Degradation of methyl paraoxon in the presence of Mg²⁺-Al ³⁺ mixed oxides

Al³⁺-Mg²⁺ mixed oxides were prepared by coprecipitation and characterized with scanning electron microscopy (SEM), energy dispersive X-ray fluorescence (EDXRF), temperature programmed desorption of CO₂ (CO₂-TPD), and N₂ adsorption/desorption isotherms (BET and BJH methods). By increasing the MgO concentration up to 31.8% (w/w), X-ray diffraction (XRD) measurements suggested an incipient magnesium aluminate spinel (MgAl₂O₄) phase.
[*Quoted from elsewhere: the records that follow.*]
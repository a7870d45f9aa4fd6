//! The ordered list engine.
//!
//! Every list keeps its list items in two representations at once: a dense,
//! zero-based `position` column and a doubly linked chain of `prev`/`next`
//! row references. [`OrderedList`] is the only code that mutates either of
//! them, and it always updates both inside one store transaction.
//!
//! Callers address list items by position only. Internal row ids never leave
//! this module; [`ListItemRecord`] carries public uuids.

use sqlx::types::time::OffsetDateTime;
use std::{error::Error, fmt::Display};
use uuid::Uuid;

mod engine;
#[cfg(any(test, feature = "memory"))]
mod memory;
mod postgres;
mod store;

pub use engine::{ListPage, OrderedList};
#[cfg(any(test, feature = "memory"))]
pub use memory::{MemoryStore, MemoryTransaction};
pub use postgres::PgListTransaction;
pub use store::{ListStore, ListTransaction};

/// Internal primary key of a row.
pub type RowId = i64;

pub type OrderingResult<T> = Result<T, OrderingError>;

#[derive(Debug, Clone, Copy, PartialEq, Eq)]
pub enum Entity {
    List,
    Item,
    ListItem,
}

impl Display for Entity {
    fn fmt(&self, f: &mut std::fmt::Formatter<'_>) -> std::fmt::Result {
        let output = match self {
            Entity::List => "list",
            Entity::Item => "item",
            Entity::ListItem => "list item",
        };
        write!(f, "{}", output)
    }
}

/// Failure of an engine operation. An operation that fails is never partially applied.
#[derive(Debug, Clone, PartialEq, Eq)]
pub enum OrderingError {
    NotFound(Entity),
    InvalidPosition { position: i32, len: i32 },
    /// Lost a race against a concurrent operation; safe to retry.
    ConflictRetryable,
    StoreUnavailable(String),
}

impl Display for OrderingError {
    fn fmt(&self, f: &mut std::fmt::Formatter<'_>) -> std::fmt::Result {
        match self {
            OrderingError::NotFound(entity) => write!(f, "{} does not exist", entity),
            OrderingError::InvalidPosition { position, len } => write!(
                f,
                "position '{}' is out of range for a list of length '{}'",
                position, len
            ),
            OrderingError::ConflictRetryable => {
                write!(f, "conflicting concurrent modification, try again")
            }
            OrderingError::StoreUnavailable(context) => write!(f, "store unavailable: {}", context),
        }
    }
}

impl Error for OrderingError {}

impl From<sqlx::Error> for OrderingError {
    fn from(sqlx_error: sqlx::Error) -> Self {
        if let sqlx::Error::Database(db_error) = &sqlx_error {
            if let Some(code) = db_error.code() {
                if is_retryable_sqlstate(&code) {
                    warn!("retryable database error '{}': {}", code, db_error);
                    return OrderingError::ConflictRetryable;
                }
            }
        }
        OrderingError::StoreUnavailable(sqlx_error.to_string())
    }
}

/// serialization_failure, deadlock_detected, unique_violation, foreign_key_violation
fn is_retryable_sqlstate(code: &str) -> bool {
    matches!(code, "40001" | "40P01" | "23505" | "23503")
}

/// Where a list item sits: its list, position and neighbours.
#[derive(Debug, Clone, Copy, PartialEq, Eq)]
pub struct Placement {
    pub list_id: RowId,
    pub position: i32,
    pub prev: Option<RowId>,
    pub next: Option<RowId>,
}

impl Placement {
    pub fn new(list_id: RowId, position: i32, prev: Option<RowId>, next: Option<RowId>) -> Self {
        Self {
            list_id,
            position,
            prev,
            next,
        }
    }

    /// Out of the position range and out of the chain, while a move is in progress.
    pub(crate) fn detached(list_id: RowId) -> Self {
        Self::new(list_id, -1, None, None)
    }
}

/// A list item as seen from outside the engine.
#[derive(Debug, Clone, PartialEq, Eq, sqlx::FromRow)]
#[non_exhaustive]
pub struct ListItemRecord {
    pub uuid: Uuid,
    pub list_uuid: Uuid,
    pub item_uuid: Uuid,
    pub position: i32,
    pub prev_uuid: Option<Uuid>,
    pub next_uuid: Option<Uuid>,
    pub status_uuid: Option<Uuid>,
    pub created_date: OffsetDateTime,
}

#[derive(Debug, Clone, PartialEq, Eq)]
pub enum ChainViolation {
    MixedLists { position: i32 },
    PositionGap { expected: i32, found: i32 },
    SelfReference { position: i32 },
    HeadHasPrev,
    TailHasNext,
    BrokenLink { position: i32 },
}

impl Display for ChainViolation {
    fn fmt(&self, f: &mut std::fmt::Formatter<'_>) -> std::fmt::Result {
        match self {
            ChainViolation::MixedLists { position } => {
                write!(f, "record at '{}' belongs to another list", position)
            }
            ChainViolation::PositionGap { expected, found } => {
                write!(f, "expected position '{}', found '{}'", expected, found)
            }
            ChainViolation::SelfReference { position } => {
                write!(f, "record at '{}' references itself", position)
            }
            ChainViolation::HeadHasPrev => write!(f, "head of the list has a prev reference"),
            ChainViolation::TailHasNext => write!(f, "tail of the list has a next reference"),
            ChainViolation::BrokenLink { position } => write!(
                f,
                "records at '{}' and '{}' are not linked to each other",
                position,
                position + 1
            ),
        }
    }
}

impl Error for ChainViolation {}

/// Checks a whole list, ordered by position, for density and a matching prev/next chain.
pub fn validate_chain(records: &[ListItemRecord]) -> Result<(), ChainViolation> {
    let (first, last) = match (records.first(), records.last()) {
        (Some(first), Some(last)) => (first, last),
        _ => return Ok(()),
    };

    for (index, record) in records.iter().enumerate() {
        let expected = index as i32;
        if record.list_uuid != first.list_uuid {
            return Err(ChainViolation::MixedLists {
                position: record.position,
            });
        }
        if record.position != expected {
            return Err(ChainViolation::PositionGap {
                expected,
                found: record.position,
            });
        }
        if record.prev_uuid == Some(record.uuid) || record.next_uuid == Some(record.uuid) {
            return Err(ChainViolation::SelfReference { position: expected });
        }
    }

    if first.prev_uuid.is_some() {
        return Err(ChainViolation::HeadHasPrev);
    }
    if last.next_uuid.is_some() {
        return Err(ChainViolation::TailHasNext);
    }

    for pair in records.windows(2) {
        let (a, b) = (&pair[0], &pair[1]);
        if a.next_uuid != Some(b.uuid) || b.prev_uuid != Some(a.uuid) {
            return Err(ChainViolation::BrokenLink {
                position: a.position,
            });
        }
    }

    Ok(())
}

#[cfg(test)]
mod tests {
    use super::*;

    fn chain(list: Uuid, len: usize) -> Vec<ListItemRecord> {
        let ids: Vec<Uuid> = (0..len).map(|_| Uuid::new_v4()).collect();
        (0..len)
            .map(|i| ListItemRecord {
                uuid: ids[i],
                list_uuid: list,
                item_uuid: Uuid::new_v4(),
                position: i as i32,
                prev_uuid: if i == 0 { None } else { Some(ids[i - 1]) },
                next_uuid: ids.get(i + 1).copied(),
                status_uuid: None,
                created_date: OffsetDateTime::now_utc(),
            })
            .collect()
    }

    #[test]
    fn valid_chains() {
        let list = Uuid::new_v4();
        assert_eq!(validate_chain(&[]), Ok(()));
        assert_eq!(validate_chain(&chain(list, 1)), Ok(()));
        assert_eq!(validate_chain(&chain(list, 5)), Ok(()));
    }

    #[test]
    fn gap_in_positions() {
        let mut records = chain(Uuid::new_v4(), 3);
        records[2].position = 3;
        assert_eq!(
            validate_chain(&records),
            Err(ChainViolation::PositionGap {
                expected: 2,
                found: 3
            })
        );
    }

    #[test]
    fn dangling_tail() {
        let mut records = chain(Uuid::new_v4(), 2);
        records[1].next_uuid = Some(Uuid::new_v4());
        assert_eq!(validate_chain(&records), Err(ChainViolation::TailHasNext));
    }

    #[test]
    fn head_with_prev() {
        let mut records = chain(Uuid::new_v4(), 2);
        records[0].prev_uuid = Some(records[1].uuid);
        assert_eq!(validate_chain(&records), Err(ChainViolation::HeadHasPrev));
    }

    #[test]
    fn one_sided_link() {
        let mut records = chain(Uuid::new_v4(), 3);
        records[2].prev_uuid = Some(records[0].uuid);
        assert_eq!(
            validate_chain(&records),
            Err(ChainViolation::BrokenLink { position: 1 })
        );
    }

    #[test]
    fn self_reference() {
        let mut records = chain(Uuid::new_v4(), 3);
        records[1].next_uuid = Some(records[1].uuid);
        assert_eq!(
            validate_chain(&records),
            Err(ChainViolation::SelfReference { position: 1 })
        );
    }

    #[test]
    fn retryable_sqlstates() {
        for code in &["40001", "40P01", "23505", "23503"] {
            assert!(is_retryable_sqlstate(code));
        }
        assert!(!is_retryable_sqlstate("42P01"));
    }

    #[test]
    fn non_database_errors_are_unavailable() {
        assert!(matches!(
            OrderingError::from(sqlx::Error::PoolTimedOut),
            OrderingError::StoreUnavailable(_)
        ));
    }
}
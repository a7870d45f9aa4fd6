use crate::JsonRpcRequest;
use std::{
    convert::{TryFrom, TryInto},
    error::Error,
    fmt::Display,
};
use uuid::Uuid;

/// Add a status label, such as "watched", that list items of the caller can carry.
#[derive(Clone, Debug, serde::Serialize, serde::Deserialize)]
#[serde(try_from = "ParamsBuilder")]
#[non_exhaustive]
pub struct Params {
    pub label: String,
}

impl Params {
    pub fn new(label: String) -> Result<Self, InvalidParams> {
        if label.trim().is_empty() {
            return Err(InvalidParams::EmptyLabel);
        }
        Ok(Self { label })
    }
}

impl TryFrom<JsonRpcRequest> for Params {
    type Error = InvalidParams;

    fn try_from(request: JsonRpcRequest) -> Result<Self, Self::Error> {
        let builder: ParamsBuilder =
            crate::parse_params(request).map_err(InvalidParams::InvalidFormat)?;
        builder.try_into()
    }
}

impl TryFrom<ParamsBuilder> for Params {
    type Error = InvalidParams;

    fn try_from(builder: ParamsBuilder) -> Result<Self, Self::Error> {
        Params::new(builder.label)
    }
}

#[derive(serde::Deserialize)]
struct ParamsBuilder {
    label: String,
}

#[derive(Debug)]
pub enum InvalidParams {
    InvalidFormat(serde_json::Error),
    EmptyLabel,
}

impl Error for InvalidParams {}

impl Display for InvalidParams {
    fn fmt(&self, f: &mut std::fmt::Formatter<'_>) -> std::fmt::Result {
        let output = match self {
            InvalidParams::InvalidFormat(serde_error) => {
                crate::invalid_params_serde_message(serde_error)
            }
            InvalidParams::EmptyLabel => crate::generic_invalid_value_message("label"),
        };
        write!(f, "{}", output)
    }
}

#[derive(serde::Serialize, serde::Deserialize, Debug, Clone)]
#[non_exhaustive]
pub struct MethodResult {
    pub id: Uuid,
    pub label: String,
}

impl MethodResult {
    pub fn new(id: Uuid, label: String) -> Self {
        Self { id, label }
    }
}
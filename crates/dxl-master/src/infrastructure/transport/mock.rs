//! Scripted in-memory transport.
//!
//! Stands in for the serial line in tests and examples.  Cloning a
//! [`MockTransport`] yields a second handle onto the same state, so a test can
//! move one handle into the bus master and keep the other to script replies
//! and inspect what was written.
//!
//! Bytes reach the receive side in three ways:
//!
//! - [`MockTransport::push_reply`]: scripted replies, one delivered per write.
//! - [`MockTransport::set_responder`]: a closure standing in for the devices,
//!   called with every written frame.
//! - [`MockTransport::inject_rx`]: bytes already waiting before the next
//!   write (stale data the engine must discard).

use std::collections::VecDeque;
use std::io;
use std::sync::{Arc, Mutex, MutexGuard, PoisonError};
use std::time::Duration;

use super::{Transport, TransportError};

/// Device simulator invoked with every written frame; returns the bytes the
/// devices put on the line in response.
pub type Responder = Box<dyn FnMut(&[u8]) -> Vec<u8> + Send>;

/// Port name reported in injected I/O errors.
const MOCK_PORT: &str = "mock";

/// Receive deadline used instead of the baud-rate formula, so tests that
/// expect a timeout finish quickly.
const DEFAULT_MOCK_TIMEOUT: Duration = Duration::from_millis(5);

#[derive(Default)]
struct MockState {
    open: bool,
    baud_rate: u32,
    rx: VecDeque<u8>,
    replies: VecDeque<Vec<u8>>,
    responder: Option<Responder>,
    written: Vec<Vec<u8>>,
    clear_count: usize,
    read_chunk: Option<usize>,
    packet_timeout: Option<Duration>,
    fail_open: bool,
    fail_baud_rate: bool,
    fail_write: bool,
    fail_read: bool,
}

/// In-memory [`Transport`] with scripted replies.
#[derive(Clone, Default)]
pub struct MockTransport {
    state: Arc<Mutex<MockState>>,
}

impl MockTransport {
    /// Creates a closed mock with an empty script.
    pub fn new() -> Self {
        Self::default()
    }

    fn state(&self) -> MutexGuard<'_, MockState> {
        self.state.lock().unwrap_or_else(PoisonError::into_inner)
    }

    /// Queues `bytes` to arrive after the next write.
    pub fn push_reply(&self, bytes: impl Into<Vec<u8>>) {
        self.state().replies.push_back(bytes.into());
    }

    /// Installs a device simulator called with every written frame.
    pub fn set_responder<F>(&self, responder: F)
    where
        F: FnMut(&[u8]) -> Vec<u8> + Send + 'static,
    {
        self.state().responder = Some(Box::new(responder));
    }

    /// Places `bytes` in the receive buffer right now.
    pub fn inject_rx(&self, bytes: &[u8]) {
        self.state().rx.extend(bytes.iter().copied());
    }

    /// Limits each read to at most `n` bytes, to exercise frame reassembly.
    pub fn set_read_chunk(&self, n: usize) {
        self.state().read_chunk = Some(n.max(1));
    }

    /// Overrides the receive deadline returned by `packet_timeout`.
    pub fn set_packet_timeout(&self, timeout: Duration) {
        self.state().packet_timeout = Some(timeout);
    }

    /// Makes the next `open` calls fail.
    pub fn fail_open(&self, fail: bool) {
        self.state().fail_open = fail;
    }

    /// Makes the next `set_baud_rate` calls fail.
    pub fn fail_baud_rate(&self, fail: bool) {
        self.state().fail_baud_rate = fail;
    }

    /// Makes the next `write_bytes` calls fail.
    pub fn fail_write(&self, fail: bool) {
        self.state().fail_write = fail;
    }

    /// Makes the next `read_bytes` calls fail.
    pub fn fail_read(&self, fail: bool) {
        self.state().fail_read = fail;
    }

    /// Every frame written so far, oldest first.
    pub fn written(&self) -> Vec<Vec<u8>> {
        self.state().written.clone()
    }

    /// The most recent frame written, if any.
    pub fn last_written(&self) -> Option<Vec<u8>> {
        self.state().written.last().cloned()
    }

    /// Number of `clear_read_buffer` calls.
    pub fn clear_count(&self) -> usize {
        self.state().clear_count
    }

    /// Returns `true` while the transport is open.
    pub fn is_open(&self) -> bool {
        self.state().open
    }

    /// Bytes still waiting on the receive side.
    pub fn pending_rx(&self) -> usize {
        self.state().rx.len()
    }
}

fn injected(kind: io::ErrorKind) -> TransportError {
    TransportError::Io {
        port: MOCK_PORT.to_string(),
        source: io::Error::new(kind, "injected failure"),
    }
}

impl Transport for MockTransport {
    fn open(&mut self) -> Result<(), TransportError> {
        let mut state = self.state();
        if state.fail_open {
            return Err(injected(io::ErrorKind::NotFound));
        }
        state.open = true;
        Ok(())
    }

    fn close(&mut self) {
        self.state().open = false;
    }

    fn set_baud_rate(&mut self, baud_rate: u32) -> Result<(), TransportError> {
        let mut state = self.state();
        if state.fail_baud_rate {
            return Err(injected(io::ErrorKind::InvalidInput));
        }
        state.baud_rate = baud_rate;
        Ok(())
    }

    fn baud_rate(&self) -> u32 {
        self.state().baud_rate
    }

    fn write_bytes(&mut self, bytes: &[u8]) -> Result<usize, TransportError> {
        let mut guard = self.state();
        let state = &mut *guard;
        if !state.open {
            return Err(TransportError::NotOpen);
        }
        if state.fail_write {
            return Err(injected(io::ErrorKind::BrokenPipe));
        }

        state.written.push(bytes.to_vec());
        if let Some(reply) = state.replies.pop_front() {
            state.rx.extend(reply);
        }
        if let Some(responder) = state.responder.as_mut() {
            let reply = responder(bytes);
            state.rx.extend(reply);
        }
        Ok(bytes.len())
    }

    fn read_bytes(&mut self, buf: &mut [u8], timeout: Duration) -> Result<usize, TransportError> {
        let mut state = self.state();
        if !state.open {
            return Err(TransportError::NotOpen);
        }
        if state.fail_read {
            return Err(injected(io::ErrorKind::TimedOut));
        }

        if state.rx.is_empty() {
            drop(state);
            // Nothing will ever arrive; emulate a blocking read briefly.
            std::thread::sleep(timeout.min(Duration::from_millis(1)));
            return Ok(0);
        }

        let limit = state.read_chunk.unwrap_or(usize::MAX).min(buf.len());
        let n = limit.min(state.rx.len());
        for (slot, byte) in buf.iter_mut().zip(state.rx.drain(..n)) {
            *slot = byte;
        }
        Ok(n)
    }

    fn clear_read_buffer(&mut self) -> Result<(), TransportError> {
        let mut state = self.state();
        state.rx.clear();
        state.clear_count += 1;
        Ok(())
    }

    fn packet_timeout(&self, _expected_len: usize) -> Duration {
        self.state().packet_timeout.unwrap_or(DEFAULT_MOCK_TIMEOUT)
    }
}

#[cfg(test)]
mod tests {
    use super::*;

    fn opened() -> MockTransport {
        let mut mock = MockTransport::new();
        mock.open().expect("open should succeed");
        mock
    }

    #[test]
    fn test_write_records_frame_and_delivers_scripted_reply() {
        // Arrange
        let mut mock = opened();
        mock.push_reply(vec![1, 2, 3]);

        // Act
        mock.write_bytes(&[0xAA]).unwrap();
        let mut buf = [0u8; 8];
        let n = mock.read_bytes(&mut buf, Duration::from_millis(1)).unwrap();

        // Assert
        assert_eq!(mock.written(), vec![vec![0xAA]]);
        assert_eq!(&buf[..n], &[1, 2, 3]);
    }

    #[test]
    fn test_clones_share_state() {
        let mut mock = opened();
        let observer = mock.clone();

        mock.write_bytes(&[1, 2]).unwrap();

        assert_eq!(observer.last_written(), Some(vec![1, 2]));
    }

    #[test]
    fn test_clear_discards_injected_bytes() {
        let mut mock = opened();
        mock.inject_rx(&[0xFF, 0x00]);

        mock.clear_read_buffer().unwrap();

        assert_eq!(mock.pending_rx(), 0);
        assert_eq!(mock.clear_count(), 1);
    }

    #[test]
    fn test_read_chunk_limits_each_read() {
        let mut mock = opened();
        mock.set_read_chunk(2);
        mock.inject_rx(&[1, 2, 3, 4, 5]);

        let mut buf = [0u8; 8];
        assert_eq!(mock.read_bytes(&mut buf, Duration::ZERO).unwrap(), 2);
        assert_eq!(mock.pending_rx(), 3);
    }

    #[test]
    fn test_empty_read_returns_zero() {
        let mut mock = opened();
        let mut buf = [0u8; 4];
        assert_eq!(mock.read_bytes(&mut buf, Duration::from_millis(1)).unwrap(), 0);
    }

    #[test]
    fn test_responder_sees_every_write() {
        let mut mock = opened();
        mock.set_responder(|frame| frame.iter().rev().copied().collect());

        mock.write_bytes(&[1, 2, 3]).unwrap();

        assert_eq!(mock.pending_rx(), 3);
    }

    #[test]
    fn test_write_on_closed_transport_fails() {
        let mut mock = MockTransport::new();
        assert!(matches!(mock.write_bytes(&[1]), Err(TransportError::NotOpen)));
    }

    #[test]
    fn test_injected_failures() {
        let mut mock = MockTransport::new();
        mock.fail_open(true);
        assert!(mock.open().is_err());

        mock.fail_open(false);
        mock.open().unwrap();
        mock.fail_write(true);
        assert!(mock.write_bytes(&[1]).is_err());
    }
}
//! Packet codec for both protocol versions.
//!
//! The codec turns [`InstructionPacket`]s and [`StatusPacket`]s into complete
//! on-wire frames and back.  Framing details (headers, length fields,
//! checksum/CRC, byte stuffing) live in [`crate::protocol::v1`] and
//! [`crate::protocol::v2`]; this module dispatches on [`ProtocolVersion`] and
//! handles the instruction/error byte that opens every body.
//!
//! # Receiving (for beginners)
//!
//! A serial line delivers bytes, not packets.  The receive loop in the bus
//! master keeps a buffer and repeatedly asks [`probe_status_frame`] what to do
//! with it:
//!
//! - [`FrameProbe::NeedMore`]: read until the buffer holds this many bytes.
//! - [`FrameProbe::Skip`]: the leading bytes cannot start a status frame;
//!   drop them.
//! - [`FrameProbe::Complete`]: a whole frame is buffered; hand exactly that
//!   many bytes to [`decode_status`], which verifies integrity.

use thiserror::Error;
use tracing::trace;

use crate::domain::device::{DeviceId, BROADCAST_ID, MAX_ID};
use crate::protocol::messages::{Instruction, InstructionPacket, ProtocolVersion, StatusPacket};
use crate::protocol::status::DeviceStatus;
use crate::protocol::{v1, v2};

/// Errors that can occur while encoding or decoding a packet.
#[derive(Debug, Error, Clone, PartialEq, Eq)]
pub enum PacketError {
    /// The byte slice is shorter than the frame requires.
    #[error("insufficient data: need at least {needed} bytes, got {available}")]
    InsufficientData { needed: usize, available: usize },

    /// The slice does not start with the version's frame marker.
    #[error("frame header not found")]
    MissingHeader,

    /// The id byte is outside the range allowed in this position.
    #[error("invalid device id: 0x{0:02X}")]
    InvalidId(u8),

    /// The length field is smaller than the fixed part of a frame.
    #[error("invalid length field: {0}")]
    InvalidLength(usize),

    /// The received checksum/CRC does not match the recomputed one.
    #[error("integrity check failed: expected 0x{expected:04X}, received 0x{actual:04X}")]
    ChecksumMismatch { expected: u16, actual: u16 },

    /// The encoded frame would exceed the version's maximum packet size.
    #[error("packet too long: {len} bytes, maximum is {max}")]
    PacketTooLong { len: usize, max: usize },

    /// A parameter does not fit the version's field width.
    #[error("{field} {value} does not fit the field (maximum {max})")]
    FieldOutOfRange {
        field: &'static str,
        value: usize,
        max: usize,
    },

    /// The body opens with an instruction code that is unknown or not allowed
    /// here.
    #[error("unexpected instruction code: 0x{0:02X}")]
    UnexpectedInstruction(u8),
}

/// Verdict of [`probe_status_frame`] on the current receive buffer.
#[derive(Debug, Clone, Copy, PartialEq, Eq)]
pub enum FrameProbe {
    /// The buffer must hold at least this many bytes before probing again.
    NeedMore(usize),
    /// Drop this many leading bytes; they cannot start a status frame.
    Skip(usize),
    /// The first `n` bytes form one candidate frame.
    Complete(usize),
}

// ── Public API ────────────────────────────────────────────────────────────────

/// Encodes an instruction packet into a complete frame.
///
/// # Errors
///
/// Returns [`PacketError::InvalidId`] unless the id is addressable or the
/// broadcast id, and [`PacketError::PacketTooLong`] if the frame would not fit.
///
/// # Examples
///
/// ```rust
/// use dxl_core::protocol::{encode_instruction, Instruction, InstructionPacket, ProtocolVersion};
///
/// let ping = InstructionPacket::new(1, Instruction::Ping, vec![]);
/// let frame = encode_instruction(ProtocolVersion::V1, &ping).unwrap();
/// assert_eq!(frame, vec![0xFF, 0xFF, 0x01, 0x02, 0x01, 0xFB]);
/// ```
pub fn encode_instruction(
    version: ProtocolVersion,
    packet: &InstructionPacket,
) -> Result<Vec<u8>, PacketError> {
    if !is_target_id(packet.id) {
        return Err(PacketError::InvalidId(packet.id));
    }

    let mut body = Vec::with_capacity(1 + packet.params.len());
    body.push(packet.instruction as u8);
    body.extend_from_slice(&packet.params);
    encode_frame(version, packet.id, &body)
}

/// Decodes one instruction packet from the start of `bytes`.
///
/// Returns the packet and the number of bytes consumed.  Mostly useful for
/// device simulators and bus sniffers.
///
/// # Errors
///
/// Returns [`PacketError`] if the frame is malformed, fails its integrity
/// check, or carries an unknown instruction code.
pub fn decode_instruction(
    version: ProtocolVersion,
    bytes: &[u8],
) -> Result<(InstructionPacket, usize), PacketError> {
    let (id, body, consumed) = decode_frame(version, bytes)?;
    if !is_target_id(id) {
        return Err(PacketError::InvalidId(id));
    }
    let (&code, params) = body
        .split_first()
        .ok_or(PacketError::InvalidLength(body.len()))?;
    let instruction =
        Instruction::try_from(code).map_err(|_| PacketError::UnexpectedInstruction(code))?;
    if instruction == Instruction::Status {
        return Err(PacketError::UnexpectedInstruction(code));
    }

    Ok((
        InstructionPacket::new(id, instruction, params.to_vec()),
        consumed,
    ))
}

/// Encodes a status packet into a complete frame.
///
/// # Errors
///
/// Returns [`PacketError::PacketTooLong`] if the frame would not fit.
pub fn encode_status(
    version: ProtocolVersion,
    packet: &StatusPacket,
) -> Result<Vec<u8>, PacketError> {
    let mut body = Vec::with_capacity(2 + packet.params.len());
    if version == ProtocolVersion::V2 {
        body.push(Instruction::Status as u8);
    }
    body.push(packet.status.bits());
    body.extend_from_slice(&packet.params);
    encode_frame(version, packet.id, &body)
}

/// Decodes one status packet from the start of `bytes`.
///
/// Returns the packet and the number of bytes consumed.  The packet is only
/// returned if its checksum/CRC matches.
///
/// # Errors
///
/// Returns [`PacketError`] if the frame is malformed or fails its integrity
/// check.
///
/// # Examples
///
/// ```rust
/// use dxl_core::protocol::{decode_status, ProtocolVersion};
///
/// // Reply of id 1 to a PING: no error, model 1030, firmware 38
/// let bytes = [0xFF, 0xFF, 0xFD, 0x00, 0x01, 0x07, 0x00, 0x55, 0x00, 0x06, 0x04, 0x26, 0x65, 0x5D];
/// let (status, consumed) = decode_status(ProtocolVersion::V2, &bytes).unwrap();
/// assert_eq!(status.id, 1);
/// assert!(status.status.is_ok());
/// assert_eq!(status.params, vec![0x06, 0x04, 0x26]);
/// assert_eq!(consumed, bytes.len());
/// ```
pub fn decode_status(
    version: ProtocolVersion,
    bytes: &[u8],
) -> Result<(StatusPacket, usize), PacketError> {
    let (id, body, consumed) = decode_frame(version, bytes)?;
    if id > MAX_ID && id != BROADCAST_ID {
        return Err(PacketError::InvalidId(id));
    }

    let rest = match version {
        ProtocolVersion::V1 => body.as_slice(),
        ProtocolVersion::V2 => {
            let (&code, rest) = body
                .split_first()
                .ok_or(PacketError::InvalidLength(body.len()))?;
            if code != Instruction::Status as u8 {
                return Err(PacketError::UnexpectedInstruction(code));
            }
            rest
        }
    };
    let (&error, params) = rest
        .split_first()
        .ok_or(PacketError::InvalidLength(body.len()))?;

    Ok((
        StatusPacket::new(id, DeviceStatus(error), params.to_vec()),
        consumed,
    ))
}

/// Inspects the receive buffer for the next status frame.
///
/// Never consumes anything itself; see the module docs for how the verdicts
/// drive a receive loop.
pub fn probe_status_frame(version: ProtocolVersion, buf: &[u8]) -> FrameProbe {
    let verdict = match version {
        ProtocolVersion::V1 => v1::probe_status(buf),
        ProtocolVersion::V2 => v2::probe_status(buf),
    };
    if let FrameProbe::Skip(n) = verdict {
        trace!(skipped = n, "discarding bytes before status frame");
    }
    verdict
}

// ── Helpers ───────────────────────────────────────────────────────────────────

/// Instruction targets: any addressable id or the broadcast id.
fn is_target_id(id: DeviceId) -> bool {
    id <= MAX_ID || id == BROADCAST_ID
}

fn encode_frame(version: ProtocolVersion, id: DeviceId, body: &[u8]) -> Result<Vec<u8>, PacketError> {
    match version {
        ProtocolVersion::V1 => v1::encode_frame(id, body),
        ProtocolVersion::V2 => v2::encode_frame(id, body),
    }
}

fn decode_frame(
    version: ProtocolVersion,
    bytes: &[u8],
) -> Result<(DeviceId, Vec<u8>, usize), PacketError> {
    match version {
        ProtocolVersion::V1 => v1::decode_frame(bytes),
        ProtocolVersion::V2 => v2::decode_frame(bytes),
    }
}

pub(crate) fn require_len(buf: &[u8], needed: usize) -> Result<(), PacketError> {
    if buf.len() < needed {
        Err(PacketError::InsufficientData {
            needed,
            available: buf.len(),
        })
    } else {
        Ok(())
    }
}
However, the spinel crystalline structure was obtained only after calcination at 950 C. These materials were tested as catalysts in the propanolysis reaction of methyl paraoxon. This reaction in the presence of the more efficient incipient MgAl₂O₄ spinel is of the order of 2.5 × 10 ⁵-fold faster than the spontaneous propanolysis reaction and results in the formation of a product that is structurally related to a family of flame retardants. The different products of propanolysis and hydrolysis were identified by electrospray ionization mass spectrometry (ESI(+)-MS), ESI(+)-MS/MS) and liquid chromatography mass spectrometry (LC-MS/MS).